まさにドラマチック! 奈良記念の“劇的兄弟ワンツー”に「惜しみない拍手贈りたい」/奈良競輪G3・決勝回顧
初手の並びは脇本雄太が後方、古性優作が“堂々と受けて立つ”
前置きが長くなってしまいましたが、そろそろ決勝戦の回顧に入りましょう。レース開始の号砲が鳴って、まずは1番車の三谷竜生選手と3番車の古性選手が飛び出していきますが、それならば…と三谷竜生選手が引いて古性選手が先頭に。「堂々と受けて立つ」という、古性選手の意志を感じましたね。三谷竜生選手は4番手となり、6番手に菅田選手、そして後方8番手に脇本選手というのが、初手の並びです。 脇本選手が初手で後方だと、四分戦とはいえ「斬った斬られた」が繰り返されるような展開にはなりづらい。デキもいいので、なおさら自分の得意とするカタチで勝負してきそうです。誰も動かないまま青板(残り3周)周回が終わって、赤板(残り2周)を通過。後方の脇本選手は前との車間をきって、いつでもダッシュできる態勢を整えています。そして赤板後の1センター手前で、脇本選手が動きました。
脇本雄太の失速 襲いかかる菅田壱道
一気の加速で先頭に迫る脇本選手。打鐘の直前というタイミングで、ここで前を斬らせるわけにはいかない古性選手も、先頭誘導員が離れた瞬間に踏み込んで突っ張りにいきます。脇本選手と東口選手の後ろには、6番手から切り替えた菅田選手が追走。脇本選手は打鐘で、南選手の直後まで進出します。しかし、全力ダッシュで合わせる古性選手は、脇本選手にこれ以上の進撃を許しません。

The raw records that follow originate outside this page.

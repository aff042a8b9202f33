// ABOUTME: Insight sample seeder and validator for Pierre MCP Server
// ABOUTME: Loads insight samples from markdown files and validates against LLM
//
// SPDX-License-Identifier: MIT OR Apache-2.0
// Copyright (c) 2025 Pierre Fitness Intelligence

//! # Insight Sample Seeder
//!
//! This binary loads insight sample definitions from markdown files and optionally
//! validates them against the LLM-powered insight validation service.
//!
//! ## Usage
//!
//! ```bash
//! # List all insight samples (no validation)
//! cargo run --bin seed-insight-samples
//!
//! # Validate samples against LLM
//! cargo run --bin seed-insight-samples -- --validate
//!
//! # Validate with specific tier
//! cargo run --bin seed-insight-samples -- --validate --tier professional
//!
//! # Verbose output
//! cargo run --bin seed-insight-samples -- -v
//!
//! # Dry run (show what would be done)
//! cargo run --bin seed-insight-samples -- --dry-run
//! ```

use std::cmp::Ordering;
use std::path::{Path, PathBuf};

use anyhow::Result;
use clap::Parser;
use glob::glob;
use tracing::{debug, warn};

use pierre_mcp_server::insight_samples::{parse_insight_sample_file, InsightSampleDefinition};
use pierre_mcp_server::models::UserTier;

#[derive(Parser)]
#[command(
    name = "seed-insight-samples",
    about = "Pierre MCP Server Insight Sample Seeder",
    long_about = "Load insight samples from markdown files and optionally validate against LLM"
)]
struct SeedArgs {
    /// Path to `insight_samples` directory
    #[arg(long, default_value = "insight_samples")]
    samples_dir: PathBuf,

    /// Run LLM validation on samples (requires API key)
    #[arg(long)]
    validate: bool,

    /// User tier for validation (starter, professional, enterprise)
    #[arg(long, default_value = "starter")]
    tier: String,

    /// Dry run - show what would be done without making changes
    #[arg(long)]
    dry_run: bool,

    /// Enable verbose logging
    #[arg(long, short = 'v')]
    verbose: bool,

    /// Only show samples in a specific category (valid, invalid, improvable)
    #[arg(long)]
    category: Option<String>,
}

/// Seeding result statistics
#[derive(Default)]
struct SeedStats {
    valid_samples: u32,
    invalid_samples: u32,
    improvable_samples: u32,
    validation_passed: u32,
    validation_failed: u32,
    errors: Vec<String>,
}

impl SeedStats {
    const fn total_samples(&self) -> u32 {
        self.valid_samples + self.invalid_samples + self.improvable_samples
    }
}

#[tokio::main]
async fn main() -> Result<()> {
    let args = SeedArgs::parse();

    // Initialize logging for debug/warn messages only
    let log_level = if args.verbose { "debug" } else { "warn" };
    tracing_subscriber::fmt().with_env_filter(log_level).init();

    println!("=== Pierre MCP Server Insight Sample Seeder ===");

    if args.dry_run {
        println!("DRY RUN - no validation will be performed");
    }

    // Parse user tier
    let user_tier = match args.tier.to_lowercase().as_str() {
        "starter" => UserTier::Starter,
        "professional" => UserTier::Professional,
        "enterprise" => UserTier::Enterprise,
        _ => {
            anyhow::bail!(
                "Invalid tier '{}'. Use: starter, professional, or enterprise",
                args.tier
            );
        }
    };

    println!("Using tier: {user_tier:?}");

    // Find and parse all insight sample markdown files
    let samples = discover_samples(&args.samples_dir, args.category.as_deref())?;
    println!("Found {} insight sample files", samples.len());

    if samples.is_empty() {
        eprintln!(
            "Warning: No insight sample files found in {}",
            args.samples_dir.display()
        );
        return Ok(());
    }

    // Display samples
    let stats = display_samples(&samples, args.verbose);

    // Run validation if requested
    if args.validate && !args.dry_run {
        run_validation_mode(&samples, &user_tier);
    }

    // Summary
    print_summary(&stats, args.dry_run);

    Ok(())
}

/// Run validation mode and display expected results
fn run_validation_mode(samples: &[InsightSampleDefinition], user_tier: &UserTier) {
    println!();
    println!("=== Validation Mode ===");
    println!("Note: LLM validation requires GEMINI_API_KEY environment variable");
    println!("Preview mode: Displaying expected validation results per tier configuration");

    for sample in samples {
        let expected = sample.frontmatter.tier_behavior.verdict_for_tier(user_tier);
        println!(
            "  {} - Expected: {} ({})",
            sample.frontmatter.name, expected, sample.frontmatter.expected_verdict
        );
    }
}

/// Discover and parse all insight sample markdown files
fn discover_samples(
    samples_dir: &Path,
    category_filter: Option<&str>,
) -> Result<Vec<InsightSampleDefinition>> {
    let pattern = samples_dir.join("**/*.md");
    let pattern_str = pattern.to_string_lossy();

    let mut samples = Vec::new();

    for entry in glob(&pattern_str)? {
        let path = entry?;

        // Skip README files
        if path.file_name().is_some_and(|n| n == "README.md") {
            continue;
        }

        // Apply category filter if specified
        if let Some(category) = category_filter {
            let path_str = path.to_string_lossy();
            if !path_str.contains(&format!("/{category}/")) {
                continue;
            }
        }

        match parse_insight_sample_file(&path) {
            Ok(sample) => {
                debug!("Parsed: {} ({})", sample.frontmatter.name, path.display());
                samples.push(sample);
            }
            Err(e) => {
                warn!("Failed to parse {}: {}", path.display(), e);
            }
        }
    }

    // Sort by expected_verdict (valid, invalid, improvable) then by name
    samples.sort_by(|a, b| {
        let verdict_cmp = verdict_order(&a.frontmatter.expected_verdict)
            .cmp(&verdict_order(&b.frontmatter.expected_verdict));
        if verdict_cmp == Ordering::Equal {
            a.frontmatter.name.cmp(&b.frontmatter.name)
        } else {
            verdict_cmp
        }
    });

    Ok(samples)
}

/// Get ordering value for verdict categories
fn verdict_order(verdict: &str) -> u8 {
    match verdict {
        "valid" => 0,
        "improved" => 1,
        "rejected" => 2,
        _ => 3,
    }
}

/// Update stats counter based on expected verdict
fn count_verdict(stats: &mut SeedStats, verdict: &str) {
    match verdict {
        "valid" => stats.valid_samples += 1,
        "rejected" => stats.invalid_samples += 1,
        "improved" => stats.improvable_samples += 1,
        _ => {}
    }
}

/// Display a single sample's information
fn display_sample_info(sample: &InsightSampleDefinition, verbose: bool) {
    let sport = sample
        .frontmatter
        .sport_type
        .as_deref()
        .unwrap_or("general");

    println!(
        "  {} [{}/{}]",
        sample.frontmatter.name, sample.frontmatter.insight_type, sport
    );

    if verbose {
        let tags = sample.frontmatter.tags.join(", ");
        if !tags.is_empty() {
            println!("    Tags: {tags}");
        }
        println!(
            "    Content preview: {}...",
            truncate(&sample.sections.content, 60)
        );
    }
}

/// Display all samples and gather statistics
fn display_samples(samples: &[InsightSampleDefinition], verbose: bool) -> SeedStats {
    let mut stats = SeedStats::default();
    let mut current_verdict = String::new();

    for sample in samples {
        // Print section header when verdict changes
        if sample.frontmatter.expected_verdict != current_verdict {
            current_verdict.clone_from(&sample.frontmatter.expected_verdict);
            println!();
            println!("=== {} Samples ===", current_verdict.to_uppercase());
        }

        count_verdict(&mut stats, &sample.frontmatter.expected_verdict);
        display_sample_info(sample, verbose);
    }

    stats
}

/// Truncate string to max length with ellipsis
fn truncate(s: &str, max_len: usize) -> String {
    if s.len() <= max_len {
        s.to_owned()
    } else {
        format!("{}...", &s[..max_len])
    }
}

/// Print sample count summary
fn print_sample_counts(stats: &SeedStats) {
    println!();
    println!("=== Summary ===");
    println!("Total samples: {}", stats.total_samples());
    println!("  - Valid samples: {}", stats.valid_samples);
    println!("  - Invalid samples: {}", stats.invalid_samples);
    println!("  - Improvable samples: {}", stats.improvable_samples);
}

/// Print validation results if any validation was performed
fn print_validation_results(stats: &SeedStats) {
    if stats.validation_passed > 0 || stats.validation_failed > 0 {
        println!();
        println!("Validation results:");
        println!("  - Passed: {}", stats.validation_passed);
        println!("  - Failed: {}", stats.validation_failed);
    }
}

/// Print any errors that occurred during processing
fn print_errors(stats: &SeedStats) {
    if !stats.errors.is_empty() {
        eprintln!();
        eprintln!("Errors: {}", stats.errors.len());
        for error in &stats.errors {
            eprintln!("  - {error}");
        }
    }
}

/// Print final summary
fn print_summary(stats: &SeedStats, dry_run: bool) {
    print_sample_counts(stats);
    print_validation_results(stats);
    print_errors(stats);

    if dry_run {
        println!();
        println!("DRY RUN complete - no validation was performed");
    }
}
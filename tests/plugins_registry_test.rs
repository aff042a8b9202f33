// ABOUTME: Integration tests for plugin registry functionality
// ABOUTME: Tests plugin registration, filtering, and management operations
//
// SPDX-License-Identifier: MIT OR Apache-2.0
// Copyright (c) 2025 Pierre Fitness Intelligence

#![allow(clippy::unwrap_used, clippy::expect_used, clippy::panic)]
#![allow(missing_docs)]

use async_trait::async_trait;
use pierre_mcp_server::plugins::{
    core::{PluginCategory, PluginInfo, PluginTool},
    registry::PluginRegistry,
    PluginEnvironment, PluginResult,
};
use pierre_mcp_server::protocols::{ProtocolError, UniversalRequest};

struct TestPlugin;

#[async_trait]
impl PluginTool for TestPlugin {
    fn info(&self) -> &PluginInfo {
        &PluginInfo {
            name: "test_plugin",
            description: "Test plugin for registry",
            input_schema: r#"{"type": "object"}"#,
            version: "1.0.0",
            credit_cost: 1,
            author: "Test Author",
            category: PluginCategory::Community,
        }
    }

    async fn execute(
        &self,
        _request: UniversalRequest,
        _env: PluginEnvironment<'_>,
    ) -> Result<PluginResult, ProtocolError> {
        Ok(pierre_mcp_server::plugins::core::plugin_success(
            serde_json::json!({"test": true}),
            1,
            100,
        ))
    }
}

#[test]
fn test_plugin_registry_creation() {
    let registry = PluginRegistry::new();
    // Registry should be successfully created - no plugins initially
    assert!(!registry.has_plugin("nonexistent_plugin"));
}

#[test]
fn test_plugin_registration() {
    let mut registry = PluginRegistry::new();
    let plugin = Box::new(TestPlugin);

    registry.register_plugin(plugin).unwrap();
    assert!(registry.has_plugin("test_plugin"));
    assert!(registry.get_plugin_info("test_plugin").is_some());
}

#[test]
fn test_plugin_filtering() {
    let mut registry = PluginRegistry::new();
    let plugin = Box::new(TestPlugin);
    registry.register_plugin(plugin).unwrap();

    let community_plugins = registry.get_plugins_by_category(PluginCategory::Community);
    assert!(!community_plugins.is_empty());
}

古性・脇本の両者が、がっぷり四つでもがき合ったまま、打鐘後の2センターを通過。ここで、古性選手の番手にいた南選手が、ヨコの動きで脇本選手をブロックします。これで少し外に振られた脇本選手ですが、態勢を立て直して、最終ホーム手前では再び南選手の外を併走。脇本選手の番手にいた東口選手は、外から勢いをつけて松岡選手を内に押し込みつつ、最終ホームを通過します。
ここで、後方の外にいた菅田選手が仕掛けて進出開始。そして前では、南選手が外の脇本選手を再び牽制しました。もがき合いながら必死に食らいついていた脇本選手ですが、この牽制で力尽き、最終1センターで大きく外に膨れて失速。それとまったく同じタイミングで、三谷竜生選手が外の守澤選手を鋭いヨコの動きで一瞬にして捌き、菅田選手の番手を奪取しました。三谷将太選手もそれに続いて、菅田選手の3番手を確保。脇本選手を撃墜した大阪勢に、今度は菅田選手が襲いかかります。 いい加速をみせる菅田選手は、最終バックでは南選手の外まで進出。先頭では古性選手が踏ん張っていますが、脇本選手の仕掛けを合わせきった後ですから、さすがに脚に余裕はないでしょう。最終3コーナー手前で、これは菅田が一気に前を呑み込むか…と思った刹那、菅田選手の番手から仕掛けた三谷竜生選手が、大外をついて猛追。最終2センターで、先頭に立った菅田選手の外に並びかけました。